Division of Cardiology, Cardiac and Vascular Center, Department of Medicine, Sungkyunkwan University Samsung Changwon Hospital, Sungkyunkwan University School of Medicine, Changwon-Si, Republic of Korea.
Heart Lung Circ. 2012 Apr;21(4):215-7. doi: 10.1016/j.hlc.2012.01.001. Epub 2012 Feb 9.

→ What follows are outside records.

#[cfg(test)]
mod tests {
    use super::*;
    use crate::assessment::types::fixtures::sample_result;
    use crate::export::DocumentRenderer;
    use async_trait::async_trait;
    use std::sync::atomic::{AtomicUsize, Ordering};
    use std::time::Duration;
    use tokio::sync::Notify;

    struct FakeService {
        calls: AtomicUsize,
        response: Result<AssessmentResult, ClientError>,
        gate: Option<Arc<Notify>>,
    }

    impl FakeService {
        fn ok() -> Arc<Self> {
            Arc::new(Self {
                calls: AtomicUsize::new(0),
                response: Ok(sample_result()),
                gate: None,
            })
        }

        fn failing(error: ClientError) -> Arc<Self> {
            Arc::new(Self {
                calls: AtomicUsize::new(0),
                response: Err(error),
                gate: None,
            })
        }

        fn gated(gate: Arc<Notify>) -> Arc<Self> {
            Arc::new(Self {
                calls: AtomicUsize::new(0),
                response: Ok(sample_result()),
                gate: Some(gate),
            })
        }

        fn calls(&self) -> usize {
            self.calls.load(Ordering::SeqCst)
        }
    }

    #[async_trait]
    impl AssessmentService for FakeService {
        async fn analyze(
            &self,
            _request: &AssessmentRequest,
            cancel: &CancellationToken,
        ) -> Result<AssessmentResult, ClientError> {
            self.calls.fetch_add(1, Ordering::SeqCst);
            if let Some(gate) = &self.gate {
                tokio::select! {
                    _ = gate.notified() => {}
                    _ = cancel.cancelled() => return Err(ClientError::Cancelled),
                }
            }
            self.response.clone()
        }
    }

    struct StaticRenderer(Result<Vec<u8>, ExportError>);

    #[async_trait]
    impl DocumentRenderer for StaticRenderer {
        async fn render(&self, _source: &str) -> Result<Vec<u8>, ExportError> {
            self.0.clone()
        }
    }

    /// Holds the compile until the gate opens
    struct GatedRenderer(Arc<Notify>);

    #[async_trait]
    impl DocumentRenderer for GatedRenderer {
        async fn render(&self, _source: &str) -> Result<Vec<u8>, ExportError> {
            self.0.notified().await;
            Ok(b"%PDF".to_vec())
        }
    }

    fn exporter(result: Result<Vec<u8>, ExportError>) -> Arc<Exporter> {
        Arc::new(Exporter::new(Box::new(StaticRenderer(result)), "Report"))
    }

    fn gated_exporter(gate: Arc<Notify>) -> Arc<Exporter> {
        Arc::new(Exporter::new(Box::new(GatedRenderer(gate)), "Report"))
    }

    const URL: &str = "https://www.linkedin.com/in/jane-doe";

    #[tokio::test]
    async fn test_blank_url_never_calls_service() {
        let service = FakeService::ok();
        let controller = SessionController::new(service.clone(), HostMatching::Substring);

        for blank in ["", "   ", "\t\n"] {
            let outcome = controller.submit(blank, None).await;
            assert!(matches!(
                outcome,
                SubmitOutcome::Rejected(ValidationError::EmptyUrl)
            ));
        }

        let view = controller.view().await;
        assert_eq!(service.calls(), 0);
        assert_eq!(view.mode, Mode::Input);
        assert_eq!(
            view.last_error.as_deref(),
            Some("Please enter a LinkedIn profile URL.")
        );
    }

    #[tokio::test]
    async fn test_invalid_url_rejected() {
        let service = FakeService::ok();
        let controller = SessionController::new(service.clone(), HostMatching::Substring);

        let outcome = controller.submit("https://example.com", None).await;
        assert!(matches!(
            outcome,
            SubmitOutcome::Rejected(ValidationError::InvalidUrl)
        ));
        assert_eq!(service.calls(), 0);
        assert_eq!(controller.view().await.draft.profile_url, "https://example.com");
    }

    #[tokio::test]
    async fn test_strict_matching_rejects_lookalike_host() {
        let service = FakeService::ok();
        let controller = SessionController::new(service.clone(), HostMatching::Strict);
        let outcome = controller
            .submit("https://linkedin.com.evil.example/in/x", None)
            .await;
        assert!(matches!(outcome, SubmitOutcome::Rejected(_)));
        assert_eq!(service.calls(), 0);
    }

    #[tokio::test]
    async fn test_success_stores_result_unchanged() {
        let service = FakeService::ok();
        let controller = SessionController::new(service.clone(), HostMatching::Substring);

        let outcome = controller.submit(URL, None).await;
        assert!(matches!(outcome, SubmitOutcome::Completed(_)));

        let view = controller.view().await;
        assert_eq!(view.mode, Mode::Results);
        assert_eq!(view.last_result, Some(sample_result()));
        assert!(view.last_error.is_none());
        assert_eq!(service.calls(), 1);

        assert!(controller.take_scroll_request().await);
        assert!(!controller.take_scroll_request().await);
    }

    #[tokio::test]
    async fn test_malformed_response_returns_to_input() {
        let service = FakeService::failing(ClientError::MalformedResponse("no riskScore".into()));
        let controller = SessionController::new(service, HostMatching::Substring);

        let outcome = controller.submit(URL, None).await;
        assert!(matches!(outcome, SubmitOutcome::Failed(ref e) if e.is_malformed()));

        let view = controller.view().await;
        assert_eq!(view.mode, Mode::Input);
        assert!(view.last_result.is_none());
        assert_eq!(view.last_error.as_deref(), Some(ANALYSIS_FAILED_MESSAGE));
    }

    #[tokio::test]
    async fn test_concurrent_submit_is_noop() {
        let gate = Arc::new(Notify::new());
        let service = FakeService::gated(gate.clone());
        let controller = Arc::new(SessionController::new(
            service.clone(),
            HostMatching::Substring,
        ));

        let first = {
            let controller = controller.clone();
            tokio::spawn(async move { controller.submit(URL, None).await })
        };

        while !controller.view().await.analyzing() {
            tokio::task::yield_now().await;
        }

        let second = controller.submit(URL, None).await;
        assert!(matches!(second, SubmitOutcome::Ignored));
        assert!(!controller.reset().await);

        gate.notify_one();
        let first = first.await.unwrap();
        assert!(matches!(first, SubmitOutcome::Completed(_)));
        assert_eq!(service.calls(), 1);
        assert_eq!(controller.view().await.mode, Mode::Results);
    }

    #[tokio::test]
    async fn test_cancel_in_flight() {
        let gate = Arc::new(Notify::new());
        let service = FakeService::gated(gate);
        let controller = Arc::new(SessionController::new(service, HostMatching::Substring));

        let pending = {
            let controller = controller.clone();
            tokio::spawn(async move { controller.submit(URL, None).await })
        };
        while !controller.view().await.analyzing() {
            tokio::task::yield_now().await;
        }

        assert!(controller.cancel().await);
        let outcome = pending.await.unwrap();
        assert!(matches!(outcome, SubmitOutcome::Failed(ClientError::Cancelled)));
        let view = controller.view().await;
        assert_eq!(view.mode, Mode::Input);
        assert!(view.last_error.is_none());
        assert!(!controller.cancel().await);
    }

    #[tokio::test]
    async fn test_reset_clears_everything() {
        let controller = SessionController::new(FakeService::ok(), HostMatching::Substring);
        controller
            .attach_image(ProfileImage {
                mime_type: "image/png".into(),
                data: vec![1],
            })
            .await;
        controller.submit(URL, None).await;

        assert!(controller.reset().await);
        let view = controller.view().await;
        assert_eq!(view, ViewState::default());

        // idempotent from Input, including after an error
        controller.submit("nope", None).await;
        assert!(controller.reset().await);
        assert_eq!(controller.view().await, ViewState::default());
    }

    #[tokio::test]
    async fn test_new_image_replaces_previous() {
        let service = FakeService::failing(ClientError::Unreachable("down".into()));
        let controller = SessionController::new(service, HostMatching::Substring);
        let first = ProfileImage {
            mime_type: "image/png".into(),
            data: vec![1],
        };
        let second = ProfileImage {
            mime_type: "image/jpeg".into(),
            data: vec![2],
        };

        controller.attach_image(first).await;
        controller.submit(URL, Some(second.clone())).await;
        assert_eq!(controller.view().await.draft.image, Some(second));
    }

    #[tokio::test]
    async fn test_export_only_from_results() {
        let controller = SessionController::new(FakeService::ok(), HostMatching::Substring);
        let exporter = exporter(Ok(b"%PDF".to_vec()));

        assert!(matches!(
            controller.export_requested(exporter.clone()).await,
            ExportOutcome::Ignored
        ));

        controller.submit(URL, None).await;
        match controller.export_requested(exporter.clone()).await {
            ExportOutcome::Completed(doc) => assert_eq!(doc.filename, "Report-Jane-Doe.pdf"),
            other => panic!("unexpected outcome: {:?}", other),
        }
        assert!(!controller.view().await.exporting);
    }

    #[tokio::test]
    async fn test_export_failure_keeps_result_and_error_banner() {
        let controller = SessionController::new(FakeService::ok(), HostMatching::Substring);
        controller.submit(URL, None).await;

        let exporter = exporter(Err(ExportError::Render("boom".into())));
        assert!(matches!(
            controller.export_requested(exporter.clone()).await,
            ExportOutcome::Failed(_)
        ));

        let view = controller.view().await;
        assert!(!view.exporting);
        assert!(view.last_error.is_none());
        assert_eq!(view.last_result, Some(sample_result()));
        assert_eq!(view.mode, Mode::Results);
    }

    #[tokio::test]
    async fn test_dropped_submit_does_not_strand_session() {
        let gate = Arc::new(Notify::new());
        let service = FakeService::gated(gate);
        let controller = SessionController::new(service.clone(), HostMatching::Substring);

        let dropped =
            tokio::time::timeout(Duration::from_millis(50), controller.submit(URL, None)).await;
        assert!(dropped.is_err());

        while controller.view().await.analyzing() {
            tokio::task::yield_now().await;
        }

        let view = controller.view().await;
        assert_eq!(view.mode, Mode::Input);
        assert!(view.last_error.is_none());
        assert!(!controller.cancel().await);
        assert!(controller.reset().await);
        assert_eq!(service.calls(), 1);
    }

    #[tokio::test]
    async fn test_concurrent_export_is_noop_and_blocks_reset() {
        let controller = Arc::new(SessionController::new(
            FakeService::ok(),
            HostMatching::Substring,
        ));
        controller.submit(URL, None).await;

        let gate = Arc::new(Notify::new());
        let exporter = gated_exporter(gate.clone());
        let first = {
            let controller = controller.clone();
            let exporter = exporter.clone();
            tokio::spawn(async move { controller.export_requested(exporter).await })
        };

        while !controller.view().await.exporting {
            tokio::task::yield_now().await;
        }

        assert!(matches!(
            controller.export_requested(exporter.clone()).await,
            ExportOutcome::Ignored
        ));
        assert!(!controller.reset().await);
        assert!(matches!(
            controller.submit(URL, None).await,
            SubmitOutcome::Ignored
        ));

        gate.notify_one();
        assert!(matches!(
            first.await.unwrap(),
            ExportOutcome::Completed(_)
        ));

        let view = controller.view().await;
        assert!(!view.exporting);
        assert_eq!(view.mode, Mode::Results);
        assert!(controller.reset().await);
    }

    #[tokio::test]
    async fn test_dropped_export_still_clears_flag() {
        let controller = SessionController::new(FakeService::ok(), HostMatching::Substring);
        controller.submit(URL, None).await;

        let gate = Arc::new(Notify::new());
        let dropped = tokio::time::timeout(
            Duration::from_millis(50),
            controller.export_requested(gated_exporter(gate.clone())),
        )
        .await;
        assert!(dropped.is_err());
        assert!(controller.view().await.exporting);

        gate.notify_one();
        while controller.view().await.exporting {
            tokio::task::yield_now().await;
        }
        assert!(controller.reset().await);
    }
}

Loeys-Dietz syndrome (LDS) is a rare genetic disorder with an autosomal dominant inheritance due to mutations in the transforming growth factor beta-receptor type 1 or type 2. The disease is characterised by the triad of hypertelorism, bifid uvula or cleft palate, arterial tortuosity and aortic aneurysms. These phenotypic characteristics distinguish LDS from other connective tissue disorders related to transforming growth factor beta-receptor. Patients with LDS have a high risk of aortic dissection or rupture at a younger age and smaller aortic diameters. So, clinical suspicion of LDS followed by genotyping is important to prevent aortic dissection, leading cause of death, by surgical treatment.
Loeys-Dietz 综合征(LDS)是一种罕见的遗传性疾病,呈常染色体显性遗传,由转化生长因子β受体 1 型或 2 型基因突变引起。该疾病的特征是眼距过宽、悬雍垂分叉或腭裂、动脉迂曲和主动脉瘤。这些表型特征将 LDS 与其他与转化生长因子β受体相关的结缔组织疾病区分开来。LDS 患者在年轻时和较小的主动脉直径时,主动脉夹层或破裂的风险较高。因此,临床怀疑 LDS 后进行基因分型对于通过手术治疗预防导致死亡的主动脉夹层很重要。